_Task instructions_: Each record that follows must be given again without alteration.

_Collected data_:
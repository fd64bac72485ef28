//! Currency with decimal precision and rounding.
//!
//! CRITICAL: Never use floating-point for money calculations.
//! Amounts are `rust_decimal::Decimal` and are rounded to the currency's
//! rounding factor with banker's rounding (round half to even).

use rust_decimal::{Decimal, RoundingStrategy};
use serde::{Deserialize, Serialize};

/// Number of decimal places used for unit and cost prices.
pub const PRICE_DIGITS: u32 = 4;

/// A company currency.
#[derive(Debug, Clone, PartialEq, Eq, Serialize, Deserialize)]
pub struct Currency {
    /// ISO 4217 currency code (e.g., "USD", "EUR").
    pub code: String,
    /// Smallest representable step (e.g., `0.01`).
    pub rounding: Decimal,
    /// Number of decimal places used to display amounts.
    pub digits: u32,
}

impl Currency {
    /// Creates a currency whose rounding factor follows its display digits.
    #[must_use]
    pub fn new(code: impl Into<String>, digits: u32) -> Self {
        Self {
            code: code.into(),
            rounding: Decimal::new(1, digits),
            digits,
        }
    }

    /// Creates a currency with an explicit rounding factor (e.g., `0.05`).
    #[must_use]
    pub fn with_rounding(code: impl Into<String>, rounding: Decimal, digits: u32) -> Self {
        Self {
            code: code.into(),
            rounding,
            digits,
        }
    }

    /// Rounds an amount to this currency's rounding factor.
    ///
    /// Uses banker's rounding to minimize cumulative errors. A zero rounding
    /// factor falls back to rounding on the display digits.
    #[must_use]
    pub fn round(&self, amount: Decimal) -> Decimal {
        if self.rounding.is_zero() {
            return amount.round_dp_with_strategy(self.digits, RoundingStrategy::MidpointNearestEven);
        }
        let steps = (amount / self.rounding)
            .round_dp_with_strategy(0, RoundingStrategy::MidpointNearestEven);
        (steps * self.rounding).round_dp(self.digits)
    }
}

impl std::fmt::Display for Currency {
    fn fmt(&self, f: &mut std::fmt::Formatter<'_>) -> std::fmt::Result {
        write!(f, "{}", self.code)
    }
}

#[cfg(test)]
#[path = "money_tests.rs"]
mod tests;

_Task solution_:
repository fd64bac72485ef28
//! Currency with decimal precision and rounding.
//!
//! CRITICAL: Never use floating-point for money calculations.
//! Amounts are `rust_decimal::Decimal` and are rounded to the currency's
//! rounding factor with banker's rounding (round half to even).

use rust_decimal::{Decimal, RoundingStrategy};
use serde::{Deserialize, Serialize};

/// Number of decimal places used for unit and cost prices.
pub const PRICE_DIGITS: u32 = 4;

/// A company currency.
#[derive(Debug, Clone, PartialEq, Eq, Serialize, Deserialize)]
pub struct Currency {
    /// ISO 4217 currency code (e.g., "USD", "EUR").
    pub code: String,
    /// Smallest representable step (e.g., `0.01`).
    pub rounding: Decimal,
    /// Number of decimal places used to display amounts.
    pub digits: u32,
}

impl Currency {
    /// Creates a currency whose rounding factor follows its display digits.
    #[must_use]
    pub fn new(code: impl Into<String>, digits: u32) -> Self {
        Self {
            code: code.into(),
            rounding: Decimal::new(1, digits),
            digits,
        }
    }

    /// Creates a currency with an explicit rounding factor (e.g., `0.05`).
    #[must_use]
    pub fn with_rounding(code: impl Into<String>, rounding: Decimal, digits: u32) -> Self {
        Self {
            code: code.into(),
            rounding,
            digits,
        }
    }

    /// Rounds an amount to this currency's rounding factor.
    ///
    /// Uses banker's rounding to minimize cumulative errors. A zero rounding
    /// factor falls back to rounding on the display digits.
    #[must_use]
    pub fn round(&self, amount: Decimal) -> Decimal {
        if self.rounding.is_zero() {
            return amount.round_dp_with_strategy(self.digits, RoundingStrategy::MidpointNearestEven);
        }
        let steps = (amount / self.rounding)
            .round_dp_with_strategy(0, RoundingStrategy::MidpointNearestEven);
        (steps * self.rounding).round_dp(self.digits)
    }
}

impl std::fmt::Display for Currency {
    fn fmt(&self, f: &mut std::fmt::Formatter<'_>) -> std::fmt::Result {
        write!(f, "{}", self.code)
    }
}

#[cfg(test)]
#[path = "money_tests.rs"]
mod tests;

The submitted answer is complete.